### Input
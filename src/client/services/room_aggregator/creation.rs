use log::{error, info, warn};
use serde_json::{json, Value};

use super::{membership_path, room_path, RoomAggregator, ROOMS_ROOT};
use crate::client::models::UiState;
use crate::common::error::{ChatError, ChatResult};
use crate::common::models::{value_as_string, ChatRoom, Participant, User};
use crate::utils::clock::now_millis_string;

pub const CREATE_FAILED_MESSAGE: &str = "Failed to create chat room";
const CREATED_MESSAGE: &str = "Chat room created";

/// Writes a failed rollback left behind.
#[derive(Debug, Clone)]
pub(super) struct Orphan {
    room_id: String,
    paths: Vec<String>,
}

impl RoomAggregator {
    /// Create a one-to-one room between `sender` and `receiver_phone`.
    ///
    /// Returns the existing room when the published list already connects the
    /// two numbers. On a failed step everything written so far is removed; what
    /// cannot be removed is kept for [`RoomAggregator::reconcile_orphans`].
    pub async fn create_room(&self, sender: &User, receiver_phone: &str) -> ChatResult<String> {
        let receiver_phone = receiver_phone.trim();
        let invalid = if receiver_phone.is_empty() {
            Some("Receiver phone number cannot be empty")
        } else if sender.phone_number.trim().is_empty() {
            Some("Sender phone number is missing")
        } else {
            None
        };
        if let Some(message) = invalid {
            self.state.update(|s| s.ui = UiState::failed(message));
            return Err(ChatError::Validation(message.to_string()));
        }

        if let Some(existing) = self.rooms().iter().find(|r| r.connects(&sender.phone_number, receiver_phone)) {
            info!("[ROOMS] {} and {} already share room {}", sender.phone_number, receiver_phone, existing.room_id);
            return Ok(existing.room_id.clone());
        }

        self.state.update(|s| s.ui.is_loading = true);
        match self.write_room(sender, receiver_phone).await {
            Ok(room_id) => {
                info!("[ROOMS] created room {}", room_id);
                self.state.update(|s| s.ui = UiState::succeeded(CREATED_MESSAGE));
                Ok(room_id)
            }
            Err(e) => {
                error!("[ROOMS] room creation failed: {}", e);
                self.state.update(|s| s.ui = UiState::failed(CREATE_FAILED_MESSAGE));
                Err(ChatError::Remote(CREATE_FAILED_MESSAGE.to_string()))
            }
        }
    }

    /// Retry removing what earlier rollbacks left behind. Returns the ids of
    /// rooms now fully cleaned up.
    pub async fn reconcile_orphans(&self) -> ChatResult<Vec<String>> {
        let mut orphans = self.orphans.lock().await;
        let mut cleaned = Vec::new();
        let mut remaining = Vec::new();

        for orphan in orphans.drain(..) {
            let mut left = Vec::new();
            for path in orphan.paths {
                if let Err(e) = self.realtime.write_node(&path, Value::Null).await {
                    warn!("[ROOMS] {} still cannot be removed: {}", path, e);
                    left.push(path);
                }
            }
            if left.is_empty() {
                cleaned.push(orphan.room_id);
            } else {
                remaining.push(Orphan { room_id: orphan.room_id, paths: left });
            }
        }

        *orphans = remaining;
        if !cleaned.is_empty() {
            info!("[ROOMS] reconciled {} orphaned room(s)", cleaned.len());
        }
        Ok(cleaned)
    }

    /// Room ids with writes still waiting for cleanup.
    pub async fn orphaned_rooms(&self) -> Vec<String> {
        self.orphans.lock().await.iter().map(|o| o.room_id.clone()).collect()
    }

    async fn write_room(&self, sender: &User, receiver_phone: &str) -> ChatResult<String> {
        let receiver = self.receiver_participant(receiver_phone).await;
        let room_id = self.realtime.push_child(ROOMS_ROOT).await?;
        let now = now_millis_string();
        let room = ChatRoom {
            room_id: room_id.clone(),
            sender: Participant::from(sender),
            receiver,
            created_at: Some(now.clone()),
            updated_at: Some(now),
            ..Default::default()
        };

        let record = room_path(&room_id);
        self.realtime.write_node(&record, room.to_record()).await?;
        let mut written = vec![record];

        let mut members = vec![sender.phone_number.as_str()];
        if receiver_phone != sender.phone_number {
            members.push(receiver_phone);
        }
        for member in members {
            match self.append_membership(member, &room_id).await {
                Ok(path) => written.push(path),
                Err(e) => {
                    self.roll_back(&room_id, written).await;
                    return Err(e);
                }
            }
        }
        Ok(room_id)
    }

    /// Profile snapshot of the receiver; just the number when no profile is found.
    async fn receiver_participant(&self, phone_number: &str) -> Participant {
        let fallback = Participant { phone_number: Some(phone_number.to_string()), ..Default::default() };
        match self.documents.find_by_field("users", "phone_number", phone_number).await {
            Ok(found) => match found.into_iter().next() {
                Some((_, doc)) => Participant {
                    name: doc.get("name").and_then(value_as_string),
                    phone_number: Some(phone_number.to_string()),
                    profile_picture: doc.get("profile_picture").and_then(value_as_string),
                },
                None => fallback,
            },
            Err(e) => {
                warn!("[ROOMS] receiver lookup for {} failed: {}", phone_number, e);
                fallback
            }
        }
    }

    async fn append_membership(&self, member: &str, room_id: &str) -> ChatResult<String> {
        let parent = membership_path(member);
        let key = self.realtime.push_child(&parent).await?;
        let path = format!("{}/{}", parent, key);
        self.realtime.write_node(&path, json!(room_id)).await?;
        Ok(path)
    }

    async fn roll_back(&self, room_id: &str, written: Vec<String>) {
        let mut left = Vec::new();
        // membership entries first, the record last
        for path in written.into_iter().rev() {
            if let Err(e) = self.realtime.write_node(&path, Value::Null).await {
                warn!("[ROOMS] rollback of {} failed: {}", path, e);
                left.push(path);
            }
        }
        if !left.is_empty() {
            self.orphans.lock().await.push(Orphan { room_id: room_id.to_string(), paths: left });
        }
    }
}

#[cfg(test)]
mod tests {
    use std::sync::Arc;
    use std::time::Duration;

    use super::super::AggregatorOptions;
    use super::*;
    use crate::backend::{DocumentStore, InMemoryDocumentStore, InMemoryRealtimeStore};
    use crate::client::database::Database;

    struct Fixture {
        store: InMemoryRealtimeStore,
        aggregator: RoomAggregator,
        ana: User,
    }

    async fn fixture() -> Fixture {
        let store = InMemoryRealtimeStore::new();
        let documents = InMemoryDocumentStore::new();
        let budi = json!({"name": "Budi", "phone_number": "0812", "profile_picture": "https://img/b.png"});
        documents
            .set_document("users", "u2", budi.as_object().cloned().unwrap())
            .await
            .unwrap();
        let cache = Database::open("sqlite::memory:").await.unwrap();
        let aggregator = RoomAggregator::new(
            Arc::new(store.clone()),
            Arc::new(documents),
            Arc::new(cache),
            AggregatorOptions::default(),
        );
        let ana = User { uid: "u1".into(), name: Some("Ana".into()), phone_number: "0811".into(), ..Default::default() };
        Fixture { store, aggregator, ana }
    }

    fn entries(value: &Value) -> Vec<String> {
        value
            .as_object()
            .map(|m| m.values().filter_map(value_as_string).collect())
            .unwrap_or_default()
    }

    #[tokio::test]
    async fn creation_writes_record_and_both_memberships() {
        let f = fixture().await;
        let room_id = f.aggregator.create_room(&f.ana, "0812").await.unwrap();
        assert!(!room_id.is_empty());

        let record = f.store.read_node(&room_path(&room_id)).await;
        let room = ChatRoom::from_record(&room_id, &record);
        assert_eq!(room.sender.name.as_deref(), Some("Ana"));
        assert_eq!(room.receiver.name.as_deref(), Some("Budi"));
        assert_eq!(room.receiver.profile_picture.as_deref(), Some("https://img/b.png"));
        assert_eq!(room.last_message, None);
        assert_eq!(room.created_at, room.updated_at);
        assert_eq!(room.updated_at.map(|t| t.len()), Some(13));

        assert_eq!(entries(&f.store.read_node("userChats/0811").await), vec![room_id.clone()]);
        assert_eq!(entries(&f.store.read_node("userChats/0812").await), vec![room_id]);
        assert_eq!(f.aggregator.state().get().ui.success.as_deref(), Some("Chat room created"));
    }

    #[tokio::test]
    async fn unknown_receiver_gets_a_number_only_snapshot() {
        let f = fixture().await;
        let room_id = f.aggregator.create_room(&f.ana, "0899").await.unwrap();
        let room = ChatRoom::from_record(&room_id, &f.store.read_node(&room_path(&room_id)).await);
        assert_eq!(room.receiver.phone_number.as_deref(), Some("0899"));
        assert_eq!(room.receiver.name, None);
    }

    #[tokio::test]
    async fn existing_room_is_returned_instead_of_a_new_one() {
        let f = fixture().await;
        f.aggregator.start_aggregation("0811").await.unwrap();
        let first = f.aggregator.create_room(&f.ana, "0812").await.unwrap();

        let mut rx = f.aggregator.subscribe();
        tokio::time::timeout(Duration::from_secs(2), rx.wait_for(|s| s.rooms.len() == 1))
            .await
            .unwrap()
            .unwrap();

        let second = f.aggregator.create_room(&f.ana, "0812").await.unwrap();
        assert_eq!(first, second);
        assert_eq!(entries(&f.store.read_node("userChats/0811").await).len(), 1);
    }

    #[tokio::test]
    async fn failed_membership_append_rolls_everything_back() {
        let f = fixture().await;
        f.store.fail_writes_under("userChats/0812").await;

        let err = f.aggregator.create_room(&f.ana, "0812").await.unwrap_err();
        assert_eq!(err.user_message(), CREATE_FAILED_MESSAGE);
        assert_eq!(f.aggregator.state().get().ui.error.as_deref(), Some(CREATE_FAILED_MESSAGE));
        assert_eq!(f.store.read_node("userChats").await, Value::Null);
        assert_eq!(f.store.read_node("chatRooms").await, Value::Null);
        assert!(f.aggregator.orphaned_rooms().await.is_empty());
    }

    #[tokio::test]
    async fn unremovable_record_is_reconciled_later() {
        let f = fixture().await;
        f.store.fail_writes_under("userChats/").await;
        f.store.fail_deletes_under("chatRooms/").await;

        assert!(f.aggregator.create_room(&f.ana, "0812").await.is_err());
        let orphans = f.aggregator.orphaned_rooms().await;
        assert_eq!(orphans.len(), 1);
        assert_ne!(f.store.read_node(&room_path(&orphans[0])).await, Value::Null);
        assert_eq!(f.store.read_node("userChats").await, Value::Null);

        assert!(f.aggregator.reconcile_orphans().await.unwrap().is_empty());

        f.store.clear_failures().await;
        assert_eq!(f.aggregator.reconcile_orphans().await.unwrap(), orphans);
        assert_eq!(f.store.read_node("chatRooms").await, Value::Null);
        assert!(f.aggregator.orphaned_rooms().await.is_empty());
    }

    #[tokio::test]
    async fn blank_receiver_is_rejected_before_any_write() {
        let f = fixture().await;
        let err = f.aggregator.create_room(&f.ana, "   ").await.unwrap_err();
        assert!(matches!(err, ChatError::Validation(_)));
        assert_eq!(f.store.read_node("chatRooms").await, Value::Null);
    }
}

### Work task
Your job is to return all lines above that hold the word "InMemoryRealtimeStore".

### Solution to this problem
    use crate::backend::{DocumentStore, InMemoryDocumentStore, InMemoryRealtimeStore};
        store: InMemoryRealtimeStore,
        let store = InMemoryRealtimeStore::new();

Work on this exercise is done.